Her final exam, ordered directly by Master Chief Ginpun, confuses her even more as she is only told to use her special power on Masami Oyamada. All Yume knows is that all summer she has lived and learned from Oyamada and that she wants to save him from the suffering in his heart.
This almost whimsical series comes to a close by bringing introspection to the forefront again and revealing Oyamada's past.
For our primary viewing session, we listened to this show in its original language of Japanese. The series so far in the first four episodes has a quiet feel to it, where the sounds are important when they do appear, resulting in many scenes being very subdued. Dialogue stands out greatly in this, as does the incidental music when it rises above a certain level.

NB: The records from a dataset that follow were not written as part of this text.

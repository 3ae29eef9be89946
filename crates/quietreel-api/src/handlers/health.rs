//! Liveness probe

use axum::{http::StatusCode, response::IntoResponse, Json};

/// Liveness probe: the process is up and serving HTTP
pub async fn liveness_check() -> impl IntoResponse {
    (
        StatusCode::OK,
        Json(serde_json::json!({ "status": "alive" })),
    )
}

Originally broadcast in Japan at the beginning of 2003, Someday's Dreamers sports a gorgeous looking transfer. The transfer here is in its original 1.33:1 aspect ratio. With the series taking place in the real world of today, the look and feel of it is mixed, some areas with gorgeous vibrancy such as the setting sun while others are drab and ordinary looking. One interesting aspect is that there are a lot of pictures taken of areas that are creatively animated and colored over, mixing in with the character animation and other areas. The show looks great overall, though a few areas look soft but done intentionally.
Continuing to use the Japanese artwork, the cover here is a really interesting take on Oyamada and Yume with a dusky city skyline behind them in shades of purple. While the character designs aren?t all that close, there's something almost hypnotic about the painted feel here. The background colors really draw me in. The back cover has a strip along the center with numerous shots from the show while the top half lists the episode numbers and titles as well as a summary. The bottom half of the cover lists the production information and the discs features and extras. In a nice change, the front cover, spine and back cover all list the volume number and name. The top panel of the insert lists the chapter stops for each episode while providing three shots from the show for each. The insert opens up to a really great illustration of Yume in a yellow summer top with a whitewashed local city scene behind her. The back panel is the standard advert section for websites and customer service, though with the nice dolphin image. With this being a clear keepcase, the reverse cover is the same image as found in the insert, which just looks really great here with the soft yellows and washed out whites.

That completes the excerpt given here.